Prudden's story is part of a larger pattern that began in New York City, where the crisis first hit, according to Nina Martin, who covers maternal health for ProPublica.
"COVID kind of descended and emergency planners were focused on very sick patients in the ICU," Martin explains. "Nobody thought about all the pregnant women having babies in hospitals ... they just didn't have plans for that at all."
The last-minute realization that labor and delivery needed to go into emergency mode translated into a confusing, piecemeal approach, Martin says. "Places put draconian-sounding rules into place very quickly, rules that made no sense to anyone except the doctors implementing them. The suddenness and lack of planning understandably freaked out a lot of people."
That, Martin says, is what's causing spikes in Google searches for home birth. "We've seen waves of that across the country."
Martin points out that while the coronavirus pandemic triggered this particular crisis, a lack of planning for maternal care in public health emergencies is "a historic, systemic problem." Experts have been pushing for the inclusion of maternal care in planning for floods, hurricanes, fires, and other disasters, she says. "But they've never gotten traction."
As a result, even advocates for midwifery and home birth are concerned about families making choices quickly, under duress.
"Rushed decision making is a poor way of educating oneself," says Ginger Breedlove, the Kansas-based founder of a national advocacy group called Grow Midwives. "Home birth is safe, but if you're going to do it, there's a lot you better know."
Breedlove — who herself gave birth in a variety of settings, from home birth to hospital birth — says a particular place is not what makes birth safe.
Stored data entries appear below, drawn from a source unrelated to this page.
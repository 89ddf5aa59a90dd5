//! Error types for the toxwire session layer

use thiserror::Error;
use toxwire_engine::DispatchError;

/// Result type alias
pub type Result<T> = std::result::Result<T, Error>;

/// Session errors
#[derive(Debug, Clone, PartialEq, Error)]
pub enum Error {
    /// The engine could not be allocated
    #[error("Engine initialization failed")]
    Init,

    /// The session has been torn down
    #[error("Bad session: the engine handle has been released")]
    BadSession,

    /// An argument was rejected before reaching the engine
    #[error("Invalid argument: {0}")]
    InvalidArgument(#[from] ArgumentError),

    /// The engine reported failure for an operation
    #[error("Operation failed: {0}")]
    OperationFailed(&'static str),

    /// The engine refused a friend request
    #[error("Friend request failed: {0}")]
    FriendAdd(#[from] FriendAddError),

    /// Hex input could not be decoded
    #[error("Decode error: {0}")]
    Decode(#[from] hex::FromHexError),

    /// A notification could not be routed to its session
    #[error("Notification dispatch failed: {0}")]
    Dispatch(#[from] DispatchError),

    /// The operation is not allowed from inside a notification handler
    #[error("Operation not permitted from inside a notification handler")]
    InCallback,

    /// Invalid configuration
    #[error("Configuration error: {0}")]
    Config(String),
}

/// Friend request failures reported by the engine
#[derive(Debug, Clone, Copy, PartialEq, Eq, Hash, Error)]
pub enum FriendAddError {
    /// Attached message is longer than the engine allows
    #[error("message too long")]
    TooLong,
    /// No message attached
    #[error("no message attached")]
    NoMessage,
    /// The address is our own
    #[error("address is our own")]
    OwnKey,
    /// Request already sent, or already a friend
    #[error("request already sent")]
    AlreadySent,
    /// Unspecified engine failure
    #[error("unknown failure")]
    Unknown,
    /// Address checksum does not match
    #[error("bad address checksum")]
    BadChecksum,
    /// Already a friend under a different nospam; the engine stored the new one
    #[error("friend already known, nospam updated")]
    SetNewNospam,
    /// Engine ran out of memory
    #[error("out of memory")]
    NoMem,
}

/// Arguments rejected locally
#[derive(Debug, Clone, PartialEq, Eq, Error)]
pub enum ArgumentError {
    /// Fixed-size field with the wrong size
    #[error("{field} must be {expected} bytes, got {actual}")]
    WrongLength {
        /// Argument name
        field: &'static str,
        /// Required size
        expected: usize,
        /// Supplied size
        actual: usize,
    },

    /// Bounded field over its maximum
    #[error("{field} exceeds {max} bytes (got {actual})")]
    TooLong {
        /// Argument name
        field: &'static str,
        /// Maximum size
        max: usize,
        /// Supplied size
        actual: usize,
    },

    /// Field that must carry data was empty
    #[error("{field} must not be empty")]
    Empty {
        /// Argument name
        field: &'static str,
    },

    /// String contains a NUL byte
    #[error("{field} contains an interior NUL byte")]
    InteriorNul {
        /// Argument name
        field: &'static str,
    },
}

impl From<toxwire_core::Error> for Error {
    fn from(err: toxwire_core::Error) -> Self {
        match err {
            toxwire_core::Error::InvalidLength { kind, expected, actual } => {
                Error::InvalidArgument(ArgumentError::WrongLength {
                    field: kind,
                    expected,
                    actual,
                })
            }
            toxwire_core::Error::Hex(e) => Error::Decode(e),
        }
    }
}

#[cfg(test)]
mod tests {
    use super::*;

    #[test]
    fn test_core_errors_convert() {
        let err: Error = toxwire_core::ClientId::from_slice(&[0u8; 3]).unwrap_err().into();
        assert!(matches!(
            err,
            Error::InvalidArgument(ArgumentError::WrongLength { expected: 32, actual: 3, .. })
        ));

        let err: Error = toxwire_core::ClientId::from_hex("zz").unwrap_err().into();
        assert!(matches!(err, Error::Decode(_)));
    }

    #[test]
    fn test_error_messages() {
        let err = Error::InvalidArgument(ArgumentError::TooLong {
            field: "name",
            max: 128,
            actual: 200,
        });
        assert_eq!(err.to_string(), "Invalid argument: name exceeds 128 bytes (got 200)");
        assert_eq!(
            Error::FriendAdd(FriendAddError::BadChecksum).to_string(),
            "Friend request failed: bad address checksum"
        );
    }
}
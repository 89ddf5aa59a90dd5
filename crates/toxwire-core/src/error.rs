//! Error types for toxwire core

use thiserror::Error;

/// Result type alias
pub type Result<T> = std::result::Result<T, Error>;

/// Errors raised while building identifiers from untrusted input
#[derive(Debug, Clone, PartialEq, Error)]
pub enum Error {
    /// Byte sequence has the wrong size for a fixed-size identifier
    #[error("Invalid {kind} length: expected {expected} bytes, got {actual}")]
    InvalidLength {
        /// Identifier being built
        kind: &'static str,
        /// Required size
        expected: usize,
        /// Size that was supplied
        actual: usize,
    },

    /// Input is not valid hexadecimal
    #[error("Hex decode error: {0}")]
    Hex(#[from] hex::FromHexError),
}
What’s best for women and babies, she says, is a seamless approach to care, with everyone working together. In the United States, options and providers are disconnected from one another. That fragmentation is what moms approaching due dates are up against now, as they take in the reality of hospital birth in a pandemic.
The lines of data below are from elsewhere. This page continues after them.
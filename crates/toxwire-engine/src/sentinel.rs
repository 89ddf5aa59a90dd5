//! Failure codes returned across the engine boundary.
//!
//! These values belong to the engine. The session layer interprets them in
//! exactly one place (its error translator); engines produce them.

/// Generic failure for calls returning a signed status, count or handle
pub const FAILURE: i32 = -1;

/// Success for calls returning a signed status
pub const SUCCESS: i32 = 0;

/// Failure for calls returning an unsigned message ID
pub const NO_MESSAGE_ID: u32 = 0;

/// Failure for the unsigned "bytes remaining" query
pub const NO_BYTES_REMAINING: u64 = 0;

/// Failure for the last-online query
pub const NO_LAST_ONLINE: i64 = -1;

/// Friend request message longer than the engine allows
pub const FAERR_TOOLONG: i32 = -1;
/// Friend request without a message
pub const FAERR_NOMESSAGE: i32 = -2;
/// Address is our own
pub const FAERR_OWNKEY: i32 = -3;
/// Request already sent or the peer is already a friend
pub const FAERR_ALREADYSENT: i32 = -4;
/// Unspecified failure
pub const FAERR_UNKNOWN: i32 = -5;
/// Address checksum mismatch
pub const FAERR_BADCHECKSUM: i32 = -6;
/// Friend already known with a different nospam; nospam was updated
pub const FAERR_SETNEWNOSPAM: i32 = -7;
/// Engine could not allocate the friend
pub const FAERR_NOMEM: i32 = -8;

/// Raw user status value the engine reports for unknown friends
pub const USERSTATUS_INVALID: u8 = 3;

/// Boolean true as used by flags crossing the boundary
pub const TRUE: u8 = 1;

/// Boolean false as used by flags crossing the boundary
pub const FALSE: u8 = 0;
Jennifer Prudden found it hard to tell her OB she wouldn’t be delivering with her in a hospital after sharing the journey up to that point. But sitting with her healthy baby boy in her rocking chair at home, Prudden says she made the right move. The outside world has become less friendly, she says. “This is my safe place. I think that made it easier to give birth here, because I didn't have to go out and deal with any of the weirdness.”
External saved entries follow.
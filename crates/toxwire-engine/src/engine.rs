//! The engine catalogue

use serde::{Deserialize, Serialize};

use crate::hooks::{DispatchError, Hook, NotificationKind};

/// Options passed to an engine constructor
#[derive(Clone, Debug, PartialEq, Eq, Serialize, Deserialize)]
#[serde(default)]
pub struct EngineOptions {
    /// Use IPv6 sockets (falls back to IPv4 where the engine supports it)
    pub ipv6_enabled: bool,
}

impl Default for EngineOptions {
    fn default() -> Self {
        Self { ipv6_enabled: true }
    }
}

/// A protocol engine instance.
///
/// Method semantics follow the engine's native API: integers in, sentinel
/// codes out (see [`crate::sentinel`]), output written into caller-sized
/// buffers with the written length returned. Implementations must tolerate
/// calls made from inside a hook while [`Engine::advance`] is running, and
/// must not hold internal locks while invoking hooks.
///
/// `friend` arguments are engine friend numbers; `send_receive` flags are 0
/// for a file we are sending and 1 for a file we are receiving.
pub trait Engine: Send + Sync {
    /// Release every resource held by the engine. No other call follows.
    fn kill(&self);

    /// Run one iteration, raising zero or more notifications through the
    /// registered hooks before returning. Reports the first hook failure.
    fn advance(&self) -> Result<(), DispatchError>;

    /// Arm (`Some`) or disarm (`None`) the hook for a notification kind
    fn set_hook(&self, kind: NotificationKind, hook: Option<Hook>);

    /// Join the network through a known node. `port` is in network byte order.
    fn bootstrap_from_address(&self, address: &str, ipv6_enabled: bool, port: u16, public_key: &[u8]);

    /// 1 when connected to the network
    fn is_connected(&self) -> i32;

    /// Write our friend address into `out` (friend address size)
    fn get_address(&self, out: &mut [u8]);

    /// Send a friend request. Friend number, or a `FAERR_*` code.
    fn add_friend(&self, address: &[u8], data: &[u8]) -> i32;

    /// Add a friend without a request. Friend number or -1.
    fn add_friend_norequest(&self, client_id: &[u8]) -> i32;

    /// Friend number for a client ID, or -1
    fn get_friend_number(&self, client_id: &[u8]) -> i32;

    /// Write a friend's client ID into `out`. 0 on success, -1 on failure.
    fn get_client_id(&self, friend: i32, out: &mut [u8]) -> i32;

    /// Remove a friend. 0 on success, -1 on failure.
    fn del_friend(&self, friend: i32) -> i32;

    /// 1 online, 0 offline, -1 unknown friend
    fn get_friend_connection_status(&self, friend: i32) -> i32;

    /// 1 if the friend number is in use
    fn friend_exists(&self, friend: i32) -> i32;

    /// Message ID, or 0 on failure
    fn send_message(&self, friend: i32, message: &[u8]) -> u32;

    /// `id` on success, 0 on failure
    fn send_message_withid(&self, friend: i32, id: u32, message: &[u8]) -> u32;

    /// Message ID, or 0 on failure
    fn send_action(&self, friend: i32, action: &[u8]) -> u32;

    /// `id` on success, 0 on failure
    fn send_action_withid(&self, friend: i32, id: u32, action: &[u8]) -> u32;

    /// 0 on success, -1 on failure
    fn set_name(&self, name: &[u8]) -> i32;

    /// Write our name into `out`, returning its length
    fn get_self_name(&self, out: &mut [u8]) -> u16;

    /// Write a friend's name into `out`, returning its length or -1
    fn get_name(&self, friend: i32, out: &mut [u8]) -> i32;

    /// Length of a friend's name, or -1
    fn get_name_size(&self, friend: i32) -> i32;

    /// Length of our name, or -1
    fn get_self_name_size(&self) -> i32;

    /// 0 on success, -1 on failure
    fn set_status_message(&self, status: &[u8]) -> i32;

    /// 0 on success, -1 on failure
    fn set_user_status(&self, status: u8) -> i32;

    /// Length of a friend's status message, or -1
    fn get_status_message_size(&self, friend: i32) -> i32;

    /// Length of our status message, or -1
    fn get_self_status_message_size(&self) -> i32;

    /// Write a friend's status message into `out`, returning the length or -1
    fn get_status_message(&self, friend: i32, out: &mut [u8]) -> i32;

    /// Write our status message into `out`, returning the length or -1
    fn get_self_status_message(&self, out: &mut [u8]) -> i32;

    /// A friend's raw user status (invalid sentinel for unknown friends)
    fn get_user_status(&self, friend: i32) -> u8;

    /// Our raw user status
    fn get_self_user_status(&self) -> u8;

    /// Unix time the friend was last seen, 0 if never, -1 for unknown friends
    fn get_last_online(&self, friend: i32) -> i64;

    /// Set our typing flag toward a friend. 0 on success, -1 on failure.
    fn set_user_is_typing(&self, friend: i32, typing: u8) -> i32;

    /// 1 if the friend is typing
    fn get_is_typing(&self, friend: i32) -> u8;

    /// Whether we acknowledge this friend's messages with read receipts
    fn set_sends_receipts(&self, friend: i32, yesno: i32);

    /// Number of friends
    fn count_friendlist(&self) -> u32;

    /// Number of online friends
    fn get_num_online_friends(&self) -> u32;

    /// Write friend numbers into `out`, returning how many were written
    fn get_friendlist(&self, out: &mut [i32]) -> u32;

    /// Current nospam
    fn get_nospam(&self) -> u32;

    /// Replace the nospam, invalidating previously issued addresses
    fn set_nospam(&self, nospam: u32);

    /// Offer a file to a friend. File number or -1.
    fn new_file_sender(&self, friend: i32, file_size: u64, filename: &[u8]) -> i32;

    /// Send a control verb. `data` is `None` for an empty payload. 0 or -1.
    fn file_send_control(
        &self,
        friend: i32,
        send_receive: u8,
        file_number: u8,
        message_id: u8,
        data: Option<&[u8]>,
    ) -> i32;

    /// Send a chunk of a file we are sending. 0 or -1.
    fn file_send_data(&self, friend: i32, file_number: u8, data: &[u8]) -> i32;

    /// Largest chunk accepted by [`Engine::file_send_data`], or -1
    fn file_data_size(&self, friend: i32) -> i32;

    /// Bytes left in a transfer, 0 on failure
    fn file_data_remaining(&self, friend: i32, file_number: u8, send_receive: u8) -> u64;

    /// Size of the persistence blob
    fn size(&self) -> u32;

    /// Write the persistence blob into `out` ([`Engine::size`] bytes)
    fn save(&self, out: &mut [u8]);

    /// Replace engine state from a blob. 0 on success, -1 on failure.
    fn load(&self, data: &[u8]) -> i32;
}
She found extra sheets for the bed and an inflatable pool for laboring, but in the end, there wasn’t time for any of that. After having laboring through the night on the sofa, she woke up her husband and called in the midwife just in time. According to the time stamps on the photos, the midwife was washing her hands at 7:02 a.m. and the baby was out at 7:05.
About the only uncertainty now is what Baby Elijah, weighing in at 8 pounds 9 ounces, will someday say about being born at the height of the coronavirus pandemic in Kansas City.